In the Industry 4.0 environment, condition monitoring and predictive maintenance have become central pillars of an increasingly efficient and resource-saving production system. These processes involve frequent measurements of vibrations (structure-borne sound), as well as oil particles, temperatures, and other physical parameters. As far as structure-borne sound waves are concerned, existing techniques are almost entirely restricted to the range of audible sound. The partners involved in the Sonorion project hope to address this issue, significantly expanding the frequency range detected by this technology. Ultimately, their goal is to cover and analyze the entire frequency range from 20 Hz to several hundred kHz.
The project will aim to meet the demand for various developments in sensor technology in the Industry 4.0 environment, including extremely broadband integrated sensors allowing straightforward deployment in industrial production thanks to the use of self-learning algorithms. Another goal is to strengthen the European microelectronics industry by employing semiconductor technologies developed and produced in Germany for the development of the sensors.
Extremely broadband sensor technology in conjunction with an adaptable yet cost-effective microelectronics solution will pave the way for successful accomplishment of the project goals. Specifically, the project partners are working on:
- sensor modules with sensor-oriented intelligence,
- condition monitoring systems for automation components,
- and new, flexible methods for the development of integrated circuit components.
To this end, they will focus on the creation of a scalable, simple to operate, cost-effective, versatile hardware platform in combination with an easily adaptable software framework for extremely broadband structure-borne sound monitoring. In contrast to solutions for special frequency ranges, a versatile combination of sensor technology and electronics will tackle complex problems across a previously unattainable frequency range.

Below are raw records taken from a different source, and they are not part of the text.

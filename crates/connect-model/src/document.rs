//! Persistable documents
//!
//! The store is generic over [`Document`]. Each entity names its collection,
//! its persisted invariants and its unique index keys.

use chrono::{DateTime, Utc};
use uuid::Uuid;

use crate::error::ConnectResult;

/// An entity stored in its own collection.
pub trait Document: Clone + Send + Sync + 'static {
    /// Collection name.
    const COLLECTION: &'static str;

    /// Human-readable label used in error messages ("Job not found").
    const LABEL: &'static str;

    /// Primary key.
    fn id(&self) -> Uuid;

    /// Creation timestamp, used for newest/oldest-first ordering.
    fn created_at(&self) -> DateTime<Utc>;

    /// Bump `updated_at`.
    fn touch(&mut self);

    /// Invariants checked before every insert and update.
    fn validate(&self) -> ConnectResult<()> {
        Ok(())
    }

    /// Unique index entries as `(field, value)`.
    ///
    /// A field the document does not set is simply left out, which gives
    /// sparse-unique semantics: any number of documents may omit it.
    fn unique_keys(&self) -> Vec<(&'static str, String)> {
        Vec::new()
    }
}

/// Implements the timestamp plumbing of [`Document`] for a struct with
/// `id`, `created_at` and `updated_at` fields.
macro_rules! document_timestamps {
    () => {
        fn id(&self) -> uuid::Uuid {
            self.id
        }

        fn created_at(&self) -> chrono::DateTime<chrono::Utc> {
            self.created_at
        }

        fn touch(&mut self) {
            self.updated_at = chrono::Utc::now();
        }
    };
}

pub(crate) use document_timestamps;
//! # Actions
//!
//! Defines the operations the API exposes on each resource.

use serde::{Deserialize, Serialize};
use std::fmt;

/// Actions that can be performed on resources.
///
/// Besides plain CRUD, the campus modules have their own verbs:
/// - **Apply**: Apply to a job posting
/// - **Register**: Register for an event
/// - **Join / Leave**: Community membership
/// - **Post**: Append to a community channel or the feed
/// - **Approve**: Move a pending job or event to approved
/// - **Cancel**: Soft-delete an event
/// - **Vote**: Up/down vote a learning resource
/// - **Verify**: Confirm a donation payment
/// - **Manage**: Administrative operations (role change, user listing)
#[derive(Debug, Clone, Copy, Serialize, Deserialize, PartialEq, Eq, Hash, PartialOrd, Ord)]
#[serde(rename_all = "snake_case")]
pub enum Action {
    /// Create new resource.
    Create,

    /// Read a single resource.
    Read,

    /// List/query resources.
    List,

    /// Update existing resource.
    Update,

    /// Delete resource.
    Delete,

    /// Apply to a job.
    Apply,

    /// Register for an event.
    Register,

    /// Join a community.
    Join,

    /// Leave a community.
    Leave,

    /// Post into a channel or feed.
    Post,

    /// Approve a pending resource.
    Approve,

    /// Cancel (soft-delete) a resource.
    Cancel,

    /// Vote on a resource.
    Vote,

    /// Administrative management.
    Manage,

    /// Verify a payment.
    Verify,
}

impl Action {
    /// Get the string representation of the action.
    pub fn as_str(&self) -> &'static str {
        match self {
            Action::Create => "create",
            Action::Read => "read",
            Action::List => "list",
            Action::Update => "update",
            Action::Delete => "delete",
            Action::Apply => "apply",
            Action::Register => "register",
            Action::Join => "join",
            Action::Leave => "leave",
            Action::Post => "post",
            Action::Approve => "approve",
            Action::Cancel => "cancel",
            Action::Vote => "vote",
            Action::Manage => "manage",
            Action::Verify => "verify",
        }
    }

    /// Parse action from string representation.
    ///
    /// # Arguments
    ///
    /// * `s` - String to parse (case-insensitive, supports aliases)
    ///
    /// # Example
    ///
    /// ```
    /// use connect_rbac::Action;
    ///
    /// assert_eq!(Action::parse("view"), Some(Action::Read));
    /// assert_eq!(Action::parse("RSVP"), Some(Action::Register));
    /// assert_eq!(Action::parse("upvote"), Some(Action::Vote));
    /// assert_eq!(Action::parse("invalid"), None);
    /// ```
    pub fn parse(s: &str) -> Option<Self> {
        match s.trim().to_lowercase().as_str() {
            "create" | "add" | "new" => Some(Action::Create),
            "read" | "view" | "get" => Some(Action::Read),
            "list" | "browse" | "search" => Some(Action::List),
            "update" | "edit" | "put" | "patch" => Some(Action::Update),
            "delete" | "remove" => Some(Action::Delete),
            "apply" => Some(Action::Apply),
            "register" | "rsvp" => Some(Action::Register),
            "join" => Some(Action::Join),
            "leave" => Some(Action::Leave),
            "post" | "comment" => Some(Action::Post),
            "approve" => Some(Action::Approve),
            "cancel" => Some(Action::Cancel),
            "vote" | "upvote" | "downvote" | "like" => Some(Action::Vote),
            "manage" | "admin" => Some(Action::Manage),
            "verify" => Some(Action::Verify),
            _ => None,
        }
    }

    /// Get all actions.
    pub fn all() -> &'static [Action] {
        &[
            Action::Create,
            Action::Read,
            Action::List,
            Action::Update,
            Action::Delete,
            Action::Apply,
            Action::Register,
            Action::Join,
            Action::Leave,
            Action::Post,
            Action::Approve,
            Action::Cancel,
            Action::Vote,
            Action::Manage,
            Action::Verify,
        ]
    }

    /// Whether the action changes state.
    pub fn is_mutating(&self) -> bool {
        !matches!(self, Action::Read | Action::List)
    }
}

impl fmt::Display for Action {
    fn fmt(&self, f: &mut fmt::Formatter<'_>) -> fmt::Result {
        f.write_str(self.as_str())
    }
}

#[cfg(test)]
mod tests {
    use super::*;

    #[test]
    fn test_action_parse_round_trip() {
        for action in Action::all() {
            assert_eq!(Action::parse(action.as_str()), Some(*action));
        }
    }

    #[test]
    fn test_action_aliases() {
        assert_eq!(Action::parse("Edit"), Some(Action::Update));
        assert_eq!(Action::parse("like"), Some(Action::Vote));
        assert_eq!(Action::parse("comment"), Some(Action::Post));
    }

    #[test]
    fn test_is_mutating() {
        assert!(!Action::Read.is_mutating());
        assert!(!Action::List.is_mutating());
        assert!(Action::Apply.is_mutating());
    }
}
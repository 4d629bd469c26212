//! Server configuration from environment variables.

use std::net::{Ipv4Addr, SocketAddr};

use connect_ai::AiConfig;
use thiserror::Error;
use tracing::warn;

/// Signing secret used when `JWT_SECRET` is unset outside production.
const DEV_JWT_SECRET: &str = "bcet-connect-development-secret";

#[derive(Debug, Clone, PartialEq, Eq, Error)]
pub enum ConfigError {
    #[error("Missing required environment variable: {0}")]
    MissingEnvVar(String),

    #[error("Invalid value for {key}: {value}")]
    InvalidValue { key: String, value: String },
}

/// Credentials of the admin account ensured at startup.
#[derive(Clone)]
pub struct AdminSeed {
    pub name: String,
    pub email: String,
    pub password: String,
}

impl std::fmt::Debug for AdminSeed {
    fn fmt(&self, f: &mut std::fmt::Formatter<'_>) -> std::fmt::Result {
        f.debug_struct("AdminSeed")
            .field("name", &self.name)
            .field("email", &self.email)
            .field("password", &"[REDACTED]")
            .finish()
    }
}

/// Everything the server reads at startup.
#[derive(Clone)]
pub struct ServerConfig {
    pub port: u16,
    pub environment: String,
    pub jwt_secret: String,
    pub jwt_expiry_days: i64,
    /// `None` allows any origin
    pub cors_origin: Option<String>,
    pub admin: Option<AdminSeed>,
    pub ai: AiConfig,
}

impl std::fmt::Debug for ServerConfig {
    fn fmt(&self, f: &mut std::fmt::Formatter<'_>) -> std::fmt::Result {
        f.debug_struct("ServerConfig")
            .field("port", &self.port)
            .field("environment", &self.environment)
            .field("jwt_secret", &"[REDACTED]")
            .field("jwt_expiry_days", &self.jwt_expiry_days)
            .field("cors_origin", &self.cors_origin)
            .field("admin", &self.admin)
            .field("ai", &self.ai)
            .finish()
    }
}

impl Default for ServerConfig {
    fn default() -> Self {
        Self {
            port: Self::DEFAULT_PORT,
            environment: "development".to_string(),
            jwt_secret: DEV_JWT_SECRET.to_string(),
            jwt_expiry_days: Self::DEFAULT_JWT_EXPIRY_DAYS,
            cors_origin: None,
            admin: None,
            ai: AiConfig::offline(),
        }
    }
}

impl ServerConfig {
    pub const DEFAULT_PORT: u16 = 5000;
    pub const DEFAULT_JWT_EXPIRY_DAYS: i64 = 7;

    /// Load configuration from environment variables.
    ///
    /// Environment variables:
    /// - `PORT`: listen port (default: 5000)
    /// - `APP_ENV`: `development` or `production` (default: development)
    /// - `JWT_SECRET`: token signing secret, required in production
    /// - `JWT_EXPIRY_DAYS`: token lifetime in days (default: 7)
    /// - `CORS_ORIGIN`: allowed browser origin (default: any)
    /// - `ADMIN_EMAIL` / `ADMIN_PASSWORD` / `ADMIN_NAME`: bootstrap admin
    /// - `AI_*`: see [`AiConfig::from_env`]
    pub fn from_env() -> Result<Self, ConfigError> {
        let environment = var("APP_ENV").unwrap_or_else(|| "development".to_string());

        let jwt_secret = match var("JWT_SECRET") {
            Some(secret) => secret,
            None if environment.eq_ignore_ascii_case("production") => {
                return Err(ConfigError::MissingEnvVar("JWT_SECRET".to_string()));
            }
            None => {
                warn!("JWT_SECRET not set, using the development secret");
                DEV_JWT_SECRET.to_string()
            }
        };

        let admin = match (var("ADMIN_EMAIL"), var("ADMIN_PASSWORD")) {
            (Some(email), Some(password)) => Some(AdminSeed {
                name: var("ADMIN_NAME").unwrap_or_else(|| "Administrator".to_string()),
                email,
                password,
            }),
            (Some(_), None) => {
                warn!("ADMIN_EMAIL set without ADMIN_PASSWORD, skipping admin bootstrap");
                None
            }
            _ => None,
        };

        Ok(Self {
            port: parsed("PORT", Self::DEFAULT_PORT)?,
            environment,
            jwt_secret,
            jwt_expiry_days: parsed("JWT_EXPIRY_DAYS", Self::DEFAULT_JWT_EXPIRY_DAYS)?,
            cors_origin: var("CORS_ORIGIN").filter(|o| o != "*"),
            admin,
            ai: AiConfig::from_env(),
        })
    }

    pub fn is_production(&self) -> bool {
        self.environment.eq_ignore_ascii_case("production")
    }

    pub fn bind_addr(&self) -> SocketAddr {
        SocketAddr::from((Ipv4Addr::UNSPECIFIED, self.port))
    }
}

fn var(key: &str) -> Option<String> {
    std::env::var(key)
        .ok()
        .map(|v| v.trim().to_string())
        .filter(|v| !v.is_empty())
}

fn parsed<T: std::str::FromStr>(key: &str, default: T) -> Result<T, ConfigError> {
    match var(key) {
        None => Ok(default),
        Some(value) => value.parse().map_err(|_| ConfigError::InvalidValue {
            key: key.to_string(),
            value,
        }),
    }
}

Furthermore, the project will explore a condition-monitoring strategy focusing on simultaneous monitoring of an extremely broad frequency range for vibration signals, and the associated complexity of the subsequent signal analysis. A system of this sort is subject to very different requirements depending on the use case. Accordingly, the sensor front end must be able to react dynamically to the use case and, where required, adjust parameters such as resolution or speed while maintaining the same level of precision.